Recent research has found that some pathogenic bacteria are cavalier explorers on human mucosal surfaces. They perform these three incredible feats all while completely ditching their classic propeller-like flagella. Scientists have found that these microbes are very good at taking advantage of sugar powered chemical currents and novel molecular machines to move themselves around. Only two studies have explicitly elaborated these mechanisms. Their emphasis is on flavobacteria, salmonella, and E. coli—bacteria that can make their way around rather well in the absence of flagella, even.
Abhishek Shrivastava and his research team did pioneering work on studying flavobacteria. At the same time, Navish Wadhwa and his co-authors focused on research regarding salmonella and E. coli. Their results contradict long-held notions about how bacteria move and go a long way in paving the way for future microbial studies focused on dispersal.
Innovative Movement Techniques
For decades, it was assumed that bacteria could not swim without their flagella. According to some recently released data, they don’t just move by walking and biking. These little guys are able to “swarm” across surfaces, creating chemical currents from fermentable sugars that propel them in waves. This unusual way to move opens up new environments, enabling them to be mobile even in environments where traditional flagella are not present.

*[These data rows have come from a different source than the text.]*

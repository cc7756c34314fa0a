// File: crates/radar-render-skia/build.rs
// Summary: Build script to link required Windows system libraries for Skia/ICU.

fn main() {
    #[cfg(target_os = "windows")]
    {
        // Needed for RegOpenKeyExW, RegQueryInfoKeyW, etc.
        println!("cargo:rustc-link-lib=advapi32");
    }
}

Besides swashing, flavobacteria use a special molecular conveyor belt system to move across surfaces. This system is powered by a type of machine called the type 9 secretion system (T9SS). The T9SS is not just a highway that allows them to move, but rather is crucially involved in the secretion of many substances.
The intricacies of bacterial movement are further illuminated by the role of a specific protein known as GldJ in flavobacteria. GldJ serves as a gear-shifter, adjusting the direction of the bacteria’s rotary motor in a complex animal conveyor belt system. Notably, removal of just a few amino acids from GldJ leads to reversed motor directionality, highlighting its important role in chemotactic behavior.
“We were amazed by the ability of these bacteria to migrate across surfaces without functional flagella. In fact, our collaborators originally designed this experiment as a ‘negative control,’ meaning that we expected (once rendered) flagella-less, the cells to not move.”
The latter two types of movement, swashing and swarming, use different physical mechanisms. For instance, surfactants have a significant impact on bacterial motility. Scientists are now able to do this to specific strains of bacteria, in either direction if the bacteria are swashing or swarming. This new window into bacterial behavior gives scientists a more nuanced view of how these tiny microorganisms react and respond to their surroundings.
Mechanisms Behind Bacterial Movement
The implications of these discoveries go much further than fundamental microbiology. Learning the mechanics of how bacteria move can lead to innovations in the field of bioengineering and therapeutics. The study’s authors now aim to reveal high-resolution structures of the enigmatic molecular conveyor belt. They want to be able to visualize its components, with atomic precision.
As researchers continue to explore these novel bacterial movement techniques, they may uncover further surprises that could reshape our understanding of microbial life and its applications in various fields.
Shrivastava expressed excitement over their findings, stating:
“We are very excited to have discovered an extraordinary dual-role nanogear system that integrates a feedback mechanism, revealing a controllable biological snowmobile and showing how bacteria precisely tune motility and secretion in dynamic environments.”
Implications for Future Research
The implications of these discoveries extend far beyond basic microbiology. Understanding the mechanisms behind bacterial movement can inspire advancements in bioengineering and therapeutics. The study’s authors aim to determine high-resolution structures of the molecular conveyor system to visualize its components at atomic precision.
Shrivastava highlighted the potential impact of this research:
“Building on this breakthrough, we now aim to determine high-resolution structures of this remarkable molecular conveyor to visualize, at atomic precision, how its moving parts interlock, transmit force and respond to mechanical feedback. Unraveling this intricate design will not only deepen our understanding of microbial evolution but also inspire the development of next-generation bioengineered nanomachines and therapeutic technologies.”
As researchers continue to explore these novel bacterial movement techniques, they may uncover further surprises that could reshape our understanding of microbial life and its applications in various fields.